4 September 2016

Empiricism: the one legged philosophy


Empirical observation alone cannot provide the basis for knowledge.

The term empiricism (adjective empirical) is used in two senses. As a philosophy, it means that all knowledge is acquired by means of the senses (sight, sound, taste touch and smell). According to this view, any search for knowledge is only meaningful if it uses terms and statements which relate to things that are experienced. Put simply, the exclusive empiricist believes that all valid knowledge is reducible to the formula OBSERVATION + LOGIC BASED ON OBSERVATION.

An empirical statement on the other hand is merely a chunk of information (e.g. The cheese is on the table) which can be deemed true of false by empirical enquiry. One doesn’t need to embrace the whole philosophy of empiricism to accept that testing against the world can verify, qualify or falsify a statement. In other words, it is possible to believe – and rightly so – that the tools and methods for acquiring knowledge include, but are not limited to, empirically acquired information plus logical analysis.

Analysis

The problem with empiricism as an exclusive philosophy of knowledge is that it is incomplete. The point can be made with a simple example. Of course we cannot know in the stranger's house whether the cheese is on the table or not without looking or being informed by a reliable source. But in order to ask the question or understand the answer we must have pre-observation notions of at least three things: what cheese is, the concept of “on-ness” and an understanding of “table.” In other words, any information coming from the world to be held in the knowledge seeker's head requires the observer to have pre-existing concepts in his or her head, if he or she is to understand it.

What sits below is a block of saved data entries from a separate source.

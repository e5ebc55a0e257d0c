//! Whole row and column selections used by the label tails.

use crate::model::LineKey;

/// Every horizontal segment on row boundary `y`, left to right.
pub fn full_row(y: i32, width: i32) -> Vec<LineKey> {
    (0..width.max(0)).map(|x| LineKey::horizontal(x, y)).collect()
}

/// Every vertical segment on column boundary `x`, top to bottom.
pub fn full_column(x: i32, height: i32) -> Vec<LineKey> {
    (0..height.max(0)).map(|y| LineKey::vertical(x, y)).collect()
}
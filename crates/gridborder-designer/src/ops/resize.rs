//! Grid resizing: translate then clip.

use gridborder_core::GridError;

/// Per-side size changes. Positive values grow that side, negative values
/// shrink it.
#[derive(Debug, Clone, Copy, PartialEq, Eq, Default)]
pub struct SideDeltas {
    pub top: i32,
    pub bottom: i32,
    pub left: i32,
    pub right: i32,
}

impl SideDeltas {
    pub fn new(top: i32, bottom: i32, left: i32, right: i32) -> Self {
        Self {
            top,
            bottom,
            left,
            right,
        }
    }
}

/// New dimensions and the translation to apply to existing content.
#[derive(Debug, Clone, Copy, PartialEq, Eq)]
pub struct ResizePlan {
    pub width: i32,
    pub height: i32,
    pub shift_x: i32,
    pub shift_y: i32,
}

/// Plans a resize that adds or removes rows and columns on each side.
///
/// Content moves right by `left` and down by `top`.
pub fn plan_sides(width: i32, height: i32, deltas: SideDeltas) -> Result<ResizePlan, GridError> {
    let new_width = i64::from(width) + i64::from(deltas.left) + i64::from(deltas.right);
    let new_height = i64::from(height) + i64::from(deltas.top) + i64::from(deltas.bottom);
    let (width, height) = checked_dimensions(new_width, new_height)?;
    Ok(ResizePlan {
        width,
        height,
        shift_x: deltas.left,
        shift_y: deltas.top,
    })
}

/// Plans a centered resize to `new_width` x `new_height`.
///
/// The shift per axis is `floor((new - old) / 2)`, so odd growth puts the
/// extra row or column at the bottom or right.
pub fn plan_centered(
    width: i32,
    height: i32,
    new_width: i32,
    new_height: i32,
) -> Result<ResizePlan, GridError> {
    let (new_width, new_height) = checked_dimensions(i64::from(new_width), i64::from(new_height))?;
    Ok(ResizePlan {
        width: new_width,
        height: new_height,
        shift_x: (new_width - width).div_euclid(2),
        shift_y: (new_height - height).div_euclid(2),
    })
}

fn checked_dimensions(width: i64, height: i64) -> Result<(i32, i32), GridError> {
    let invalid = || GridError::InvalidDimensions { width, height };
    if width < 1 || height < 1 {
        return Err(invalid());
    }
    let w = i32::try_from(width).map_err(|_| invalid())?;
    let h = i32::try_from(height).map_err(|_| invalid())?;
    Ok((w, h))
}
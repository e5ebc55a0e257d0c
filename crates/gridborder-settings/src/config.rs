//! Configuration and settings management for GridBorder
//!
//! Provides configuration file handling, settings management, and validation.
//! Supports JSON and TOML file formats stored in platform-specific directories.
//!
//! Configuration is organized into logical sections:
//! - Interaction settings (hit tolerances, touch timing, drag direction)
//! - Viewport preferences (cell size and zoom limits)
//! - Grid defaults for new documents

use std::path::{Path, PathBuf};
use std::time::Duration;

use gridborder_core::constants::{
    DEFAULT_CELL_SIZE, DEFAULT_GRID_HEIGHT, DEFAULT_GRID_WIDTH, DIRECTION_DOMINANCE,
    DIRECTION_THRESHOLD, DOUBLE_TAP_DISTANCE, DOUBLE_TAP_WINDOW, DRAW_DELAY, LONG_PRESS,
    MAX_CELL_SIZE, MIN_CELL_SIZE, MULTI_TAP_WINDOW, POINTER_TOLERANCE, TOUCH_JITTER,
    TOUCH_TOLERANCE,
};
use gridborder_core::Color;
use gridborder_designer::{Document, GestureConfig, Viewport};
use serde::{Deserialize, Serialize};
use tracing::debug;

use crate::error::{ConfigError, SettingsError, SettingsResult};

/// Pointer and touch interaction settings
#[derive(Debug, Clone, PartialEq, Serialize, Deserialize)]
#[serde(default)]
pub struct InteractionSettings {
    /// Hit tolerance for mouse input, in fractions of a cell
    pub pointer_tolerance: f64,
    /// Hit tolerance for touch input, in fractions of a cell
    pub touch_tolerance: f64,
    /// Wait for a second finger before a touch draws
    pub draw_delay_ms: u64,
    /// Hold time before a stationary touch erases
    pub long_press_ms: u64,
    /// Movement in pixels a touch may make and still count as stationary
    pub touch_jitter: f64,
    pub double_tap_ms: u64,
    pub double_tap_distance: f64,
    /// Maximum duration of a two or three finger undo/redo tap
    pub multi_tap_ms: u64,
    /// Drag distance in pixels before the drag direction is decided
    pub direction_threshold: f64,
    pub direction_dominance: f64,
}

impl Default for InteractionSettings {
    fn default() -> Self {
        Self {
            pointer_tolerance: POINTER_TOLERANCE,
            touch_tolerance: TOUCH_TOLERANCE,
            draw_delay_ms: DRAW_DELAY.as_millis() as u64,
            long_press_ms: LONG_PRESS.as_millis() as u64,
            touch_jitter: TOUCH_JITTER,
            double_tap_ms: DOUBLE_TAP_WINDOW.as_millis() as u64,
            double_tap_distance: DOUBLE_TAP_DISTANCE,
            multi_tap_ms: MULTI_TAP_WINDOW.as_millis() as u64,
            direction_threshold: DIRECTION_THRESHOLD,
            direction_dominance: DIRECTION_DOMINANCE,
        }
    }
}

impl InteractionSettings {
    /// Builds the gesture machine configuration.
    pub fn to_gesture_config(&self) -> GestureConfig {
        GestureConfig {
            pointer_tolerance: self.pointer_tolerance,
            touch_tolerance: self.touch_tolerance,
            draw_delay: Duration::from_millis(self.draw_delay_ms),
            long_press: Duration::from_millis(self.long_press_ms),
            touch_jitter: self.touch_jitter,
            double_tap_window: Duration::from_millis(self.double_tap_ms),
            double_tap_distance: self.double_tap_distance,
            multi_tap_window: Duration::from_millis(self.multi_tap_ms),
            direction_threshold: self.direction_threshold,
            direction_dominance: self.direction_dominance,
        }
    }

    fn validate(&self) -> SettingsResult<()> {
        for (key, value) in [
            ("pointer_tolerance", self.pointer_tolerance),
            ("touch_tolerance", self.touch_tolerance),
        ] {
            if !(value > 0.0 && value <= 0.5) {
                return Err(SettingsError::invalid(
                    format!("interaction.{key}"),
                    "must be in (0, 0.5]",
                ));
            }
        }
        if self.long_press_ms <= self.draw_delay_ms {
            return Err(SettingsError::invalid(
                "interaction.long_press_ms",
                "must be greater than draw_delay_ms",
            ));
        }
        for (key, value) in [
            ("touch_jitter", self.touch_jitter),
            ("double_tap_distance", self.double_tap_distance),
        ] {
            if !(value.is_finite() && value >= 0.0) {
                return Err(SettingsError::invalid(
                    format!("interaction.{key}"),
                    "must be a finite distance >= 0",
                ));
            }
        }
        if !(self.direction_threshold.is_finite() && self.direction_threshold > 0.0) {
            return Err(SettingsError::invalid(
                "interaction.direction_threshold",
                "must be a finite distance > 0",
            ));
        }
        if !(self.direction_dominance.is_finite() && self.direction_dominance >= 1.0) {
            return Err(SettingsError::invalid(
                "interaction.direction_dominance",
                "must be finite and >= 1",
            ));
        }
        Ok(())
    }
}

/// Viewport preferences
#[derive(Debug, Clone, PartialEq, Serialize, Deserialize)]
#[serde(default)]
pub struct ViewportSettings {
    /// Cell size in pixels of a fresh viewport
    pub cell_size: f64,
    pub min_cell_size: f64,
    pub max_cell_size: f64,
}

impl Default for ViewportSettings {
    fn default() -> Self {
        Self {
            cell_size: DEFAULT_CELL_SIZE,
            min_cell_size: MIN_CELL_SIZE,
            max_cell_size: MAX_CELL_SIZE,
        }
    }
}

impl ViewportSettings {
    /// Creates a viewport for a canvas of the given pixel size.
    pub fn to_viewport(&self, canvas_width: f64, canvas_height: f64) -> Viewport {
        let mut viewport = Viewport::new(canvas_width, canvas_height)
            .with_limits(self.min_cell_size, self.max_cell_size);
        viewport.set_cell_size(self.cell_size);
        viewport
    }

    fn validate(&self) -> SettingsResult<()> {
        if !(self.min_cell_size > 0.0) {
            return Err(SettingsError::invalid("viewport.min_cell_size", "must be > 0"));
        }
        if self.max_cell_size < self.min_cell_size {
            return Err(SettingsError::invalid(
                "viewport.max_cell_size",
                "must be >= min_cell_size",
            ));
        }
        if !(self.min_cell_size..=self.max_cell_size).contains(&self.cell_size) {
            return Err(SettingsError::invalid(
                "viewport.cell_size",
                "must lie between min_cell_size and max_cell_size",
            ));
        }
        Ok(())
    }
}

/// Defaults for new documents
#[derive(Debug, Clone, PartialEq, Serialize, Deserialize)]
#[serde(default)]
pub struct GridSettings {
    pub width: i32,
    pub height: i32,
    /// Color new documents draw with
    pub color: Color,
}

impl Default for GridSettings {
    fn default() -> Self {
        Self {
            width: DEFAULT_GRID_WIDTH,
            height: DEFAULT_GRID_HEIGHT,
            color: Color::BLACK,
        }
    }
}

impl GridSettings {
    /// Creates an empty document with these defaults.
    pub fn new_document(&self) -> SettingsResult<Document> {
        let mut document = Document::new(self.width, self.height)
            .map_err(|e| SettingsError::invalid("grid", e.to_string()))?;
        document.set_active_color(self.color);
        Ok(document)
    }

    fn validate(&self) -> SettingsResult<()> {
        if self.width < 1 || self.height < 1 {
            return Err(SettingsError::invalid("grid", "dimensions must be >= 1"));
        }
        Ok(())
    }
}

/// Complete application configuration
///
/// Aggregates all settings sections and provides file I/O operations.
#[derive(Debug, Clone, PartialEq, Serialize, Deserialize)]
#[serde(default)]
pub struct Config {
    pub interaction: InteractionSettings,
    pub viewport: ViewportSettings,
    pub grid: GridSettings,
    /// Number of recent files to track
    pub recent_files_count: usize,
    /// Recently opened documents, newest first
    pub recent_files: Vec<PathBuf>,
}

impl Default for Config {
    fn default() -> Self {
        Self {
            interaction: InteractionSettings::default(),
            viewport: ViewportSettings::default(),
            grid: GridSettings::default(),
            recent_files_count: 10,
            recent_files: Vec::new(),
        }
    }
}

#[derive(Clone, Copy)]
enum Format {
    Json,
    Toml,
}

fn format_of(path: &Path) -> SettingsResult<Format> {
    match path.extension().and_then(|ext| ext.to_str()) {
        Some("json") => Ok(Format::Json),
        Some("toml") => Ok(Format::Toml),
        other => Err(ConfigError::UnsupportedFormat(other.unwrap_or("<none>").to_string()).into()),
    }
}

impl Config {
    /// Create new config with defaults
    pub fn new() -> Self {
        Self::default()
    }

    /// Load config from file (JSON or TOML)
    pub fn load_from_file(path: &Path) -> SettingsResult<Self> {
        let format = format_of(path)?;
        let content = std::fs::read_to_string(path)?;

        let config: Self = match format {
            Format::Json => serde_json::from_str(&content)?,
            Format::Toml => toml::from_str(&content)?,
        };

        config.validate()?;
        debug!("Loaded config from {}", path.display());
        Ok(config)
    }

    /// Save config to file (JSON or TOML)
    pub fn save_to_file(&self, path: &Path) -> SettingsResult<()> {
        self.validate()?;

        let content = match format_of(path)? {
            Format::Json => serde_json::to_string_pretty(self)?,
            Format::Toml => toml::to_string_pretty(self)?,
        };

        std::fs::write(path, content)?;
        debug!("Saved config to {}", path.display());
        Ok(())
    }

    /// Validate configuration
    pub fn validate(&self) -> SettingsResult<()> {
        self.interaction.validate()?;
        self.viewport.validate()?;
        self.grid.validate()?;
        Ok(())
    }

    /// Add file to recent files list
    pub fn add_recent_file(&mut self, path: PathBuf) {
        self.recent_files.retain(|f| f != &path);
        self.recent_files.insert(0, path);
        self.recent_files.truncate(self.recent_files_count);
    }
}
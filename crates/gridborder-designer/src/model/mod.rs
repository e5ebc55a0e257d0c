//! Document data model: border segments, the line set and highlights.

mod highlight;
mod line;
mod line_set;

pub use highlight::{Highlight, HighlightKind, HighlightList};
pub use line::{Line, LineKey, Orientation};
pub use line_set::{LineBounds, LineSet, LineStatistics};

/// A cell position `(x, y)` on the grid.
#[derive(Debug, Clone, Copy, PartialEq, Eq, PartialOrd, Ord, Hash)]
pub struct Cell {
    pub x: i32,
    pub y: i32,
}

impl Cell {
    pub fn new(x: i32, y: i32) -> Self {
        Self { x, y }
    }

    pub fn in_bounds(&self, width: i32, height: i32) -> bool {
        (0..width).contains(&self.x) && (0..height).contains(&self.y)
    }

    /// The border above the cell.
    pub fn top(&self) -> LineKey {
        LineKey::horizontal(self.x, self.y)
    }

    /// The border below the cell.
    pub fn bottom(&self) -> LineKey {
        LineKey::horizontal(self.x, self.y + 1)
    }

    /// The border left of the cell.
    pub fn left(&self) -> LineKey {
        LineKey::vertical(self.x, self.y)
    }

    /// The border right of the cell.
    pub fn right(&self) -> LineKey {
        LineKey::vertical(self.x + 1, self.y)
    }
}
//! The editable document: grid dimensions, border lines, highlights and
//! the active color.
//!
//! [`Document`] is the only mutation surface for the line set and the
//! highlight list. Every operation validates first and mutates second, so
//! a failed call leaves the document untouched. Undo/redo lives outside
//! the core and works on [`DocumentSnapshot`]s.
//!
//! This module is split into submodules:
//! - `lines`: line edits, fill, extension and row/column bulk edits
//! - `highlights`: row/column highlights
//! - `transform`: resizing
//! - `file_io`: save/load through the JSON format

mod file_io;
mod highlights;
mod lines;
mod transform;

use chrono::Utc;
use gridborder_core::constants::{DEFAULT_GRID_HEIGHT, DEFAULT_GRID_WIDTH};
use gridborder_core::{Color, GridError};
use tracing::debug;

use crate::model::{HighlightList, LineSet, LineStatistics};

/// A grid border diagram.
#[derive(Debug, Clone)]
pub struct Document {
    width: i32,
    height: i32,
    lines: LineSet,
    highlights: HighlightList,
    active_color: Color,
    revision: u64,
    last_timestamp: i64,
}

/// Full, equality-comparable copy of a document's content.
///
/// Serializes to the import/export format.
#[derive(Debug, Clone, PartialEq, Eq)]
pub struct DocumentSnapshot {
    pub(crate) width: i32,
    pub(crate) height: i32,
    pub(crate) lines: LineSet,
    pub(crate) highlights: HighlightList,
    pub(crate) active_color: Color,
}

impl DocumentSnapshot {
    pub fn width(&self) -> i32 {
        self.width
    }

    pub fn height(&self) -> i32 {
        self.height
    }

    pub fn lines(&self) -> &LineSet {
        &self.lines
    }

    pub fn highlights(&self) -> &HighlightList {
        &self.highlights
    }

    pub fn active_color(&self) -> Color {
        self.active_color
    }
}

impl Document {
    /// Creates an empty `width` x `height` document.
    pub fn new(width: i32, height: i32) -> Result<Self, GridError> {
        check_dimensions(width, height)?;
        Ok(Self {
            width,
            height,
            lines: LineSet::new(),
            highlights: HighlightList::new(),
            active_color: Color::default(),
            revision: 0,
            last_timestamp: 0,
        })
    }

    pub fn width(&self) -> i32 {
        self.width
    }

    pub fn height(&self) -> i32 {
        self.height
    }

    pub fn lines(&self) -> &LineSet {
        &self.lines
    }

    pub fn highlights(&self) -> &HighlightList {
        &self.highlights
    }

    pub fn active_color(&self) -> Color {
        self.active_color
    }

    pub fn set_active_color(&mut self, color: Color) {
        if self.active_color != color {
            debug!("Active color {} -> {}", self.active_color, color);
            self.active_color = color;
            self.touch();
        }
    }

    /// Counter bumped by every mutation that changed something.
    pub fn revision(&self) -> u64 {
        self.revision
    }

    pub fn statistics(&self) -> LineStatistics {
        self.lines.statistics()
    }

    /// Removes all lines and highlights. Dimensions and color are kept.
    pub fn reset(&mut self) {
        if self.lines.is_empty() && self.highlights.is_empty() {
            return;
        }
        debug!(
            "Reset document ({} lines, {} highlights)",
            self.lines.len(),
            self.highlights.len()
        );
        self.lines.clear();
        self.highlights.clear();
        self.touch();
    }

    pub fn snapshot(&self) -> DocumentSnapshot {
        DocumentSnapshot {
            width: self.width,
            height: self.height,
            lines: self.lines.clone(),
            highlights: self.highlights.clone(),
            active_color: self.active_color,
        }
    }

    /// Replaces the whole content with `snapshot`.
    pub fn restore(&mut self, snapshot: DocumentSnapshot) {
        debug!(
            "Restoring {}x{} document with {} lines",
            snapshot.width,
            snapshot.height,
            snapshot.lines.len()
        );
        let newest = snapshot
            .highlights
            .iter()
            .map(|h| h.timestamp)
            .max()
            .unwrap_or(0);
        self.width = snapshot.width;
        self.height = snapshot.height;
        self.lines = snapshot.lines;
        self.highlights = snapshot.highlights;
        self.active_color = snapshot.active_color;
        self.last_timestamp = self.last_timestamp.max(newest);
        self.touch();
    }

    fn touch(&mut self) {
        self.revision += 1;
    }

    /// Wall-clock milliseconds, strictly increasing across calls.
    fn next_timestamp(&mut self) -> i64 {
        let now = Utc::now().timestamp_millis();
        self.last_timestamp = now.max(self.last_timestamp + 1);
        self.last_timestamp
    }
}

impl Default for Document {
    fn default() -> Self {
        Self {
            width: DEFAULT_GRID_WIDTH,
            height: DEFAULT_GRID_HEIGHT,
            lines: LineSet::new(),
            highlights: HighlightList::new(),
            active_color: Color::default(),
            revision: 0,
            last_timestamp: 0,
        }
    }
}

impl From<DocumentSnapshot> for Document {
    fn from(snapshot: DocumentSnapshot) -> Self {
        let mut document = Document::default();
        document.restore(snapshot);
        document.revision = 0;
        document
    }
}

pub(crate) fn check_dimensions(width: i32, height: i32) -> Result<(), GridError> {
    if width < 1 || height < 1 {
        return Err(GridError::InvalidDimensions {
            width: i64::from(width),
            height: i64::from(height),
        });
    }
    Ok(())
}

Taking a step backwards, we can also pose another problem for empiricism. True, the cheese may be on the table, but that observation is only one of thousands that we could have made when we looked at the room. The very fact that we asked that question and not another (e.g. Is the table square?) is determined by considerations which are not themselves empirical. It is foolish to think that anyone can understand something simply by amassing millions of facts without being guided in the search or by prioritising the relevance of such facts.

Anything in the world which we seek to understand does not just consist of static imagery but is in a state of movement and change. For that reason, the knowledge seeker is interested in the cause of change; e.g. why did the ball bounce when dropped. The mere fact that X is followed by Y cannot prove cause: night follows day but is not the cause of it. Theory is always required to explain causal connections because cause itself can never be observed. (Of course empirical observation and testing can disprove a cause, but not establish one)

It follows from what has been said above that theory must provide at least three things to supplement empirical observation. First theory must develop a network of concepts which are capable of representing things in the world; second theory must select the kind of information we need to look for, if we are to understand the world or some part of it; and thirdly, it must attribute causes to phenomena. Empirical observation on the other hand fills our conceptual categories with meaning as well as confirming, qualifying and falsifying any statements we make about the world.

Theory, then, enables empirical observation, but it is also the case that empirical observation enriches and develops our theoretical knowledge. Thus just as there is no such things as an empirical statement which does not embody theoretical ones, so every concept and theoretical statement contains elements of empirical observation.

The practical result of all this is that a proper methodology for the investigation of phenomena in the world has to get the facts and the theory right.